Almost a full year after Katrina, the ICF industry still hasn’t seen the massive growth that many expected would follow in its wake .
Steve Reiter, vice president of marketing for Greenblock Worldwide, attended a building symposium in Louisiana last month, and reports that, “The situation down there is still somewhat unclear.”
“There’s still a big clean-up process going on,” he says. “It’s going to be a huge cooperative effort over the next several years to get the region back on its feet.”
Janet Albright, accessories manager for Owens Corning, say her company has recently launched a new ad campaign in the area to increase interest for their Fold-Form ICF. “The immediate need in the hurricane zone is extreme,” she says. “There’s 160,000 homes that need to be rebuilt in Florida, and another 140,000 in Mississippi.” That’s in addition to the 150,000 Alabama and 200,000 in Louisiana that will need replacing.
Part of the problem is that the nation’s largest homebuilders, which are best suited to rebuild the region, have expressed little interest in rebuilding with anything other than conventional stick-frame construction.
“I don’t think anyone can convince the really big builders to switch to ICFs in time for reconstruction,” predicts Clint Stanley, general manager of Builders Wholesale. “For smaller custom builders that travel around building ICF homes, this is a great opportunity for them. There are some big custom homes along the coast, and hey, you know those people are going to want to rebuild with concrete. So there will be opportunities for ICFs, but it will be at that end of the spectrum.”

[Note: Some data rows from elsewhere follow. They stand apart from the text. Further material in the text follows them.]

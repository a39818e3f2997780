use std::path::{Path, PathBuf};
use std::sync::Mutex;

use tracing_subscriber::fmt::time::ChronoLocal;
use tracing_subscriber::fmt::writer::BoxMakeWriter;
use tracing_subscriber::EnvFilter;

/// Local time with milliseconds, e.g. `14:03:27.512`.
const TIME_FORMAT: &str = "%H:%M:%S%.3f";

/// Default filter for a verbosity count (`-v`, `-vv`). `RUST_LOG` wins when set.
pub(crate) fn default_filter(verbosity: u8) -> String {
    let level = match verbosity {
        0 => "info",
        1 => "debug",
        _ => "trace",
    };
    format!("can2mqtt_lib={level},can2mqtt={level}")
}

/// Create a timestamped log file in `log_dir` and point a `can2mqtt.log`
/// symlink at it (Unix only).
pub(crate) fn create_log_file(log_dir: &Path) -> Result<(PathBuf, std::fs::File), String> {
    std::fs::create_dir_all(log_dir)
        .map_err(|e| format!("Failed to create log dir {}: {}", log_dir.display(), e))?;

    let filename = chrono::Local::now()
        .format("%Y%m%d-%H%M%S-can2mqtt.log")
        .to_string();
    let log_path = log_dir.join(&filename);

    let file = std::fs::OpenOptions::new()
        .create(true)
        .append(true)
        .open(&log_path)
        .map_err(|e| format!("Failed to create log file: {}", e))?;

    // Symlinks on Windows need elevated privileges
    #[cfg(unix)]
    {
        let symlink_path = log_dir.join("can2mqtt.log");
        let _ = std::fs::remove_file(&symlink_path);
        if let Err(e) = std::os::unix::fs::symlink(&filename, &symlink_path) {
            eprintln!(
                "{} [logging] Failed to create can2mqtt.log symlink: {}",
                chrono::Local::now().format(TIME_FORMAT),
                e
            );
        }
    }

    Ok((log_path, file))
}

/// Install the global tracing subscriber.
///
/// Logs go to stderr, or to a fresh file in `log_dir` when one is given.
/// Returns the log file path, if any.
pub(crate) fn init(verbosity: u8, log_dir: Option<&Path>) -> Result<Option<PathBuf>, String> {
    let filter = EnvFilter::try_from_default_env()
        .unwrap_or_else(|_| EnvFilter::new(default_filter(verbosity)));

    let (writer, log_path, ansi) = match log_dir {
        Some(dir) => {
            let (path, file) = create_log_file(dir)?;
            (BoxMakeWriter::new(Mutex::new(file)), Some(path), false)
        }
        None => (BoxMakeWriter::new(std::io::stderr), None, true),
    };

    tracing_subscriber::fmt()
        .with_env_filter(filter)
        .with_timer(ChronoLocal::new(TIME_FORMAT.to_string()))
        .with_writer(writer)
        .with_ansi(ansi)
        .try_init()
        .map_err(|e| format!("Failed to install logger: {}", e))?;

    if let Some(path) = &log_path {
        tracing::info!("file logging started: {}", path.display());
    }

    Ok(log_path)
}

#[cfg(test)]
mod tests {
    use super::*;

    #[test]
    fn test_default_filter_levels() {
        assert_eq!(default_filter(0), "can2mqtt_lib=info,can2mqtt=info");
        assert_eq!(default_filter(1), "can2mqtt_lib=debug,can2mqtt=debug");
        assert_eq!(default_filter(5), "can2mqtt_lib=trace,can2mqtt=trace");
    }

    #[test]
    fn test_create_log_file() {
        let dir = std::env::temp_dir().join(format!("can2mqtt-logs-{}", uuid::Uuid::new_v4()));
        let (path, _file) = create_log_file(&dir).unwrap();

        assert!(path.exists());
        let name = path.file_name().unwrap().to_string_lossy().to_string();
        assert!(name.ends_with("-can2mqtt.log"));

        #[cfg(unix)]
        {
            let link = std::fs::read_link(dir.join("can2mqtt.log")).unwrap();
            assert_eq!(link, PathBuf::from(&name));
        }

        let _ = std::fs::remove_dir_all(&dir);
    }
}
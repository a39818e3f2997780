fn main() -> std::process::ExitCode {
    can2mqtt_lib::run()
}
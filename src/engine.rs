//! Top-level engine: pointer and keyboard input, experiment runs, and the
//! per-frame drawing that ties the lever's pen tip to kymograph paper.
//!
//! `EngineCore` owns every piece of state. The host forwards pointer and key
//! events, calls [`EngineCore::tick`] once per animation frame, and applies the
//! returned [`Action`]s to its presentation layer.

#[cfg(test)]
#[path = "engine_test.rs"]
mod engine_test;

use uuid::Uuid;

use crate::config::SimulatorConfig;
use crate::consts::{DEFAULT_PAPER_COLOR, MIN_REGION_SIZE_PX, SCROLL_WIDTH_FACTOR};
use crate::geom::{Point, Rect, Size, angle_of, drag_rotation};
use crate::hit::{Hit, HitKind, hit_test, regions_containing};
use crate::input::{Button, InputState, Key, Modifiers, Placement, Tool, UiState};
use crate::observations::{Observation, ObservationError, ObservationLog};
use crate::project::{ImportError, ProjectDocument};
use crate::scene::{BaseImage, CanonicalImage, DrawableRegion, ItemId, ReorderDirection, Scene, SceneError};
use crate::surface::{StrokeStyle, SurfaceError, SurfaceManager, decode_data_url};
use crate::timeline::{AnimationRun, Dosing, InjectDetails, RunKind, RunState, StartOutcome};
use crate::viewport::Viewport;

/// Actions returned from input handlers and frames for the host to process.
#[derive(Debug, Clone, PartialEq)]
pub enum Action {
    ImageMoved { id: ItemId, x: f64, y: f64 },
    ImageRotated { id: ItemId, rotation: f64 },
    RegionMoved { id: ItemId, x: f64, y: f64 },
    RegionCreated(DrawableRegion),
    ItemRemoved { id: ItemId },
    PivotPlaced { id: ItemId, pivot: Point },
    PenTipPlaced { id: ItemId, offset: Point },
    SelectionChanged(Option<ItemId>),
    /// Region paper scrolled; `screen_offset` is the presentation scroll position.
    RegionScrolled { id: ItemId, offset: f64, screen_offset: f64 },
    /// Region content to persist, as a PNG data URL.
    SnapshotTaken { region_id: ItemId, data_url: String },
    ObservationRecorded(Observation),
    RunFinished(RunKind),
    RenderNeeded,
}

/// Error returned when an engine action is refused.
#[derive(Debug, thiserror::Error)]
pub enum ActionError {
    #[error("load a base image first")]
    NoBaseImage,
    #[error("add at least one image first")]
    NoSubImages,
    #[error("no image with id {0}")]
    UnknownLever(ItemId),
    #[error("image {0} has no rotation center; place one first")]
    MissingPivot(ItemId),
    #[error("image {0} has no pen tip; place one first")]
    MissingPenTip(ItemId),
    #[error("invalid dosing: baseline {baseline}, volume {volume}")]
    InvalidDosing { baseline: f64, volume: f64 },
    #[error("a run is in progress; wait for it to finish")]
    RunInProgress,
    #[error(transparent)]
    Scene(#[from] SceneError),
    #[error(transparent)]
    Surface(#[from] SurfaceError),
    #[error(transparent)]
    Import(#[from] ImportError),
    #[error("failed to serialize project: {0}")]
    Export(#[from] serde_json::Error),
}

/// Core engine state.
pub struct EngineCore {
    pub config: SimulatorConfig,
    pub scene: Scene,
    pub viewport: Viewport,
    pub surfaces: SurfaceManager,
    pub ui: UiState,
    pub input: InputState,
    pub run: Option<AnimationRun>,
    pub log: ObservationLog,
}

impl Default for EngineCore {
    fn default() -> Self {
        Self::new(SimulatorConfig::default())
    }
}
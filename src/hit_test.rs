use super::*;
use crate::geom::Size;
use crate::scene::BaseImage;

fn scene() -> Scene {
    let mut scene = Scene::new(Size::new(800.0, 600.0));
    scene.set_base_image(BaseImage { reference: "base".into(), width: 800.0, height: 600.0 });
    scene
}

fn image_at(id: &str, x: f64, y: f64, z: i64) -> CanonicalImage {
    let mut img = CanonicalImage::new(id, "img", 100.0, 50.0);
    img.x = x;
    img.y = y;
    img.z_index = z;
    img
}

fn region_at(id: &str, x: f64, y: f64, z: i64) -> DrawableRegion {
    DrawableRegion {
        id: id.into(),
        x,
        y,
        width: 200.0,
        height: 100.0,
        scroll_width: 600.0,
        z_index: z,
        color: "#fff".into(),
    }
}

#[test]
fn empty_scene_has_no_hit() {
    assert!(hit_test(Point::new(10.0, 10.0), &scene()).is_none());
}

#[test]
fn topmost_item_wins() {
    let mut s = scene();
    s.add_image(image_at("low", 0.0, 0.0, 0)).unwrap();
    s.add_image(image_at("high", 50.0, 0.0, 3)).unwrap();
    let hit = hit_test(Point::new(75.0, 25.0), &s).unwrap();
    assert_eq!(hit, Hit { item_id: "high".into(), kind: HitKind::Image });

    let hit = hit_test(Point::new(25.0, 25.0), &s).unwrap();
    assert_eq!(hit.item_id, "low");
}

#[test]
fn region_hit_reports_kind() {
    let mut s = scene();
    s.add_region(region_at("paper", 100.0, 300.0, 0)).unwrap();
    let hit = hit_test(Point::new(150.0, 350.0), &s).unwrap();
    assert_eq!(hit.kind, HitKind::Region);
    assert!(hit_test(Point::new(99.0, 350.0), &s).is_none());
}

#[test]
fn rotated_image_hit_follows_rotation() {
    let mut img = image_at("lever", 100.0, 100.0, 0);
    img.pivot = Some(Point::new(100.0, 125.0));
    img.rotation = 90.0;
    // The body now hangs below the pivot instead of extending right.
    assert!(image_contains(&img, Point::new(110.0, 200.0)));
    assert!(!image_contains(&img, Point::new(180.0, 110.0)));
}

#[test]
fn regions_containing_returns_all_overlaps() {
    let mut s = scene();
    s.add_region(region_at("a", 0.0, 0.0, 0)).unwrap();
    s.add_region(region_at("b", 100.0, 50.0, 1)).unwrap();
    s.add_region(region_at("c", 500.0, 500.0, 2)).unwrap();
    let hits: Vec<&str> = regions_containing(Point::new(150.0, 75.0), &s)
        .iter()
        .map(|r| r.id.as_str())
        .collect();
    assert_eq!(hits, vec!["a", "b"]);
}

#[test]
fn regions_containing_ignores_images() {
    let mut s = scene();
    s.add_image(image_at("img", 0.0, 0.0, 0)).unwrap();
    assert!(regions_containing(Point::new(10.0, 10.0), &s).is_empty());
}
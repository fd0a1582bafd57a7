#[cfg(test)]
#[path = "viewport_test.rs"]
mod viewport_test;

use crate::geom::{Point, Size};

/// Smallest scale the fit will produce, so screen -> canonical never divides by zero.
pub const MIN_SCALE: f64 = 0.01;

/// Uniform display scale between canonical space and the on-screen container.
///
/// Canonical content is only ever shrunk to fit, never magnified. `origin` is the
/// container's top-left in screen pixels (CSS pixels in a browser host).
#[derive(Debug, Clone, Copy, PartialEq)]
pub struct Viewport {
    pub origin: Point,
    scale: f64,
    content: Size,
    container: Size,
    padding: f64,
    max_height: f64,
}

impl Viewport {
    #[must_use]
    pub fn new(padding: f64, max_height: f64) -> Self {
        Self {
            origin: Point::default(),
            scale: 1.0,
            content: Size::default(),
            container: Size::default(),
            padding,
            max_height,
        }
    }

    /// `min(avail_w / content_w, avail_h / content_h, 1)`, where the available box
    /// is the container minus horizontal padding, with height capped at `max_height`.
    #[must_use]
    pub fn fit_scale(content: Size, container: Size, padding: f64, max_height: f64) -> f64 {
        if content.width <= 0.0 || content.height <= 0.0 {
            return 1.0;
        }
        let avail_w = (container.width - padding).max(0.0);
        let avail_h = container.height.min(max_height).max(0.0);
        let scale = (avail_w / content.width).min(avail_h / content.height).min(1.0);
        if scale.is_finite() { scale.max(MIN_SCALE) } else { 1.0 }
    }

    /// Set canonical content dimensions (the base image) and refit.
    pub fn set_content(&mut self, content: Size) {
        self.content = content;
        self.refit();
    }

    /// Set the container's screen origin and size and refit.
    pub fn set_container(&mut self, origin: Point, size: Size) {
        self.origin = origin;
        self.container = size;
        self.refit();
    }

    fn refit(&mut self) {
        self.scale = Self::fit_scale(self.content, self.container, self.padding, self.max_height);
    }

    #[must_use]
    pub fn scale(&self) -> f64 {
        self.scale
    }

    #[must_use]
    pub fn content(&self) -> Size {
        self.content
    }

    /// On-screen size of the scaled content.
    #[must_use]
    pub fn display_size(&self) -> Size {
        Size::new(self.content.width * self.scale, self.content.height * self.scale)
    }

    /// Convert a screen-space pointer position to canonical coordinates.
    #[must_use]
    pub fn screen_to_canonical(&self, screen: Point) -> Point {
        Point {
            x: (screen.x - self.origin.x) / self.scale,
            y: (screen.y - self.origin.y) / self.scale,
        }
    }

    /// Convert a canonical point to screen coordinates.
    #[must_use]
    pub fn canonical_to_screen(&self, canonical: Point) -> Point {
        Point {
            x: canonical.x * self.scale + self.origin.x,
            y: canonical.y * self.scale + self.origin.y,
        }
    }

    /// Convert a screen-space distance to canonical distance.
    #[must_use]
    pub fn screen_dist_to_canonical(&self, screen_dist: f64) -> f64 {
        screen_dist / self.scale
    }

    /// Convert a canonical distance (e.g. a region's scroll offset) to screen pixels.
    #[must_use]
    pub fn canonical_dist_to_screen(&self, canonical_dist: f64) -> f64 {
        canonical_dist * self.scale
    }
}
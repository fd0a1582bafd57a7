#[cfg(test)]
#[path = "hit_test.rs"]
mod hit_test;

use crate::geom::{Point, rotate_point};
use crate::scene::{CanonicalImage, DrawableRegion, ItemId, Scene, SceneItem};

/// Which kind of item was hit.
#[derive(Debug, Clone, Copy, PartialEq, Eq)]
pub enum HitKind {
    Image,
    Region,
}

/// Result of a hit test.
#[derive(Debug, Clone, PartialEq, Eq)]
pub struct Hit {
    pub item_id: ItemId,
    pub kind: HitKind,
}

/// Topmost item under `canonical_pt`, honouring z-order.
///
/// Rotated images are tested in their own unrotated frame, so the hit area
/// follows what is drawn on screen.
#[must_use]
pub fn hit_test(canonical_pt: Point, scene: &Scene) -> Option<Hit> {
    scene.sorted_items().into_iter().rev().find_map(|item| match item {
        SceneItem::Image(img) if image_contains(img, canonical_pt) => {
            Some(Hit { item_id: img.id.clone(), kind: HitKind::Image })
        }
        SceneItem::Region(region) if region.bounds().contains(canonical_pt) => {
            Some(Hit { item_id: region.id.clone(), kind: HitKind::Region })
        }
        _ => None,
    })
}

/// Whether a point lies on an image, accounting for its rotation about the pivot.
#[must_use]
pub fn image_contains(img: &CanonicalImage, canonical_pt: Point) -> bool {
    let local = match img.pivot {
        Some(pivot) if img.rotation != 0.0 => {
            rotate_point(canonical_pt.x, canonical_pt.y, pivot.x, pivot.y, -img.rotation)
        }
        _ => canonical_pt,
    };
    img.bounds().contains(local)
}

/// Every drawable region whose viewport contains `canonical_pt`, in draw order.
#[must_use]
pub fn regions_containing(canonical_pt: Point, scene: &Scene) -> Vec<&DrawableRegion> {
    scene
        .regions()
        .into_iter()
        .filter(|region| region.bounds().contains(canonical_pt))
        .collect()
}
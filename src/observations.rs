//! Observation log filled by injections and annotated by the experimenter.
//!
//! Each completed injection appends one row. The measured `response` is typed
//! in later by the user, and `percent_response` is derived from it and the
//! current maximum response. Both are kept as strings in the row because the
//! log round-trips through hosts that store it as entered.

#[cfg(test)]
#[path = "observations_test.rs"]
mod observations_test;

use serde::{Deserialize, Serialize};

/// Error returned by observation edits.
#[derive(Debug, thiserror::Error, PartialEq, Eq)]
pub enum ObservationError {
    #[error("no observation with sequence number {0}")]
    UnknownEntry(u32),
}

/// One row of the log.
#[derive(Debug, Clone, PartialEq, Serialize, Deserialize)]
#[serde(rename_all = "camelCase")]
pub struct Observation {
    /// 1-based sequence number.
    pub s_no: u32,
    /// Stock concentration injected.
    pub concentration: f64,
    /// Volume added to the bath.
    pub amount_added: f64,
    /// Resulting bath concentration.
    pub conc_in_bath: f64,
    /// Measured response; empty until entered.
    pub response: String,
    /// `100 * response / max_response`, or empty while either is unknown.
    pub percent_response: String,
}

/// Ordered observations plus the chart cursor.
#[derive(Debug, Clone, Default)]
pub struct ObservationLog {
    entries: Vec<Observation>,
    max_response: Option<f64>,
    /// Index of the next point on the response graph.
    graph_position: usize,
}

impl ObservationLog {
    #[must_use]
    pub fn new() -> Self {
        Self::default()
    }

    #[must_use]
    pub fn entries(&self) -> &[Observation] {
        &self.entries
    }

    #[must_use]
    pub fn len(&self) -> usize {
        self.entries.len()
    }

    #[must_use]
    pub fn is_empty(&self) -> bool {
        self.entries.is_empty()
    }

    #[must_use]
    pub fn max_response(&self) -> Option<f64> {
        self.max_response
    }

    #[must_use]
    pub fn graph_position(&self) -> usize {
        self.graph_position
    }

    /// Append a row for a completed injection and advance the graph cursor.
    pub fn record_injection(&mut self, concentration: f64, amount_added: f64, conc_in_bath: f64) -> &Observation {
        let s_no = u32::try_from(self.entries.len() + 1).unwrap_or(u32::MAX);
        self.entries.push(Observation {
            s_no,
            concentration,
            amount_added,
            conc_in_bath,
            response: String::new(),
            percent_response: String::new(),
        });
        self.graph_position += 1;
        tracing::info!(s_no, conc_in_bath, "observation recorded");
        &self.entries[self.entries.len() - 1]
    }

    /// Enter the measured response for a row and recompute every percentage.
    ///
    /// # Errors
    ///
    /// [`ObservationError::UnknownEntry`] if no row has this sequence number.
    pub fn set_response(&mut self, s_no: u32, response: &str) -> Result<(), ObservationError> {
        let entry = self
            .entries
            .iter_mut()
            .find(|e| e.s_no == s_no)
            .ok_or(ObservationError::UnknownEntry(s_no))?;
        entry.response = response.trim().to_owned();
        self.recompute();
        Ok(())
    }

    /// Set or clear the maximum response and recompute every percentage.
    pub fn set_max_response(&mut self, max_response: Option<f64>) {
        self.max_response = max_response.filter(|m| m.is_finite() && *m != 0.0);
        self.recompute();
    }

    /// Recompute `percent_response` for the whole list.
    pub fn recompute(&mut self) {
        let max = self.max_response;
        for entry in &mut self.entries {
            entry.percent_response = percent_of(&entry.response, max);
        }
    }

    /// Drop all rows and rewind the graph cursor. The maximum response is kept.
    pub fn clear(&mut self) {
        self.entries.clear();
        self.graph_position = 0;
    }
}

fn percent_of(response: &str, max_response: Option<f64>) -> String {
    let Some(max) = max_response else {
        return String::new();
    };
    match response.parse::<f64>() {
        Ok(value) if value.is_finite() => format!("{:.2}", 100.0 * value / max),
        _ => String::new(),
    }
}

Still, ICF executives are trying to ensure that ICFs are not overlooked. The insurance industry, seeking to reduce its losses after two back-to-back years of record devastation, is also starting to offer incentives.
“The insurance industry is saying ‘if you’ll build to our standards, we’ll certify your home as a disaster-resistant structure’,” says Lane Thompson, a Florida ICF distributor.
“We have a great story to tell, and we have a great product for the building industry,” says Albright. “Let’s put up homes that can withstand the weather conditions.”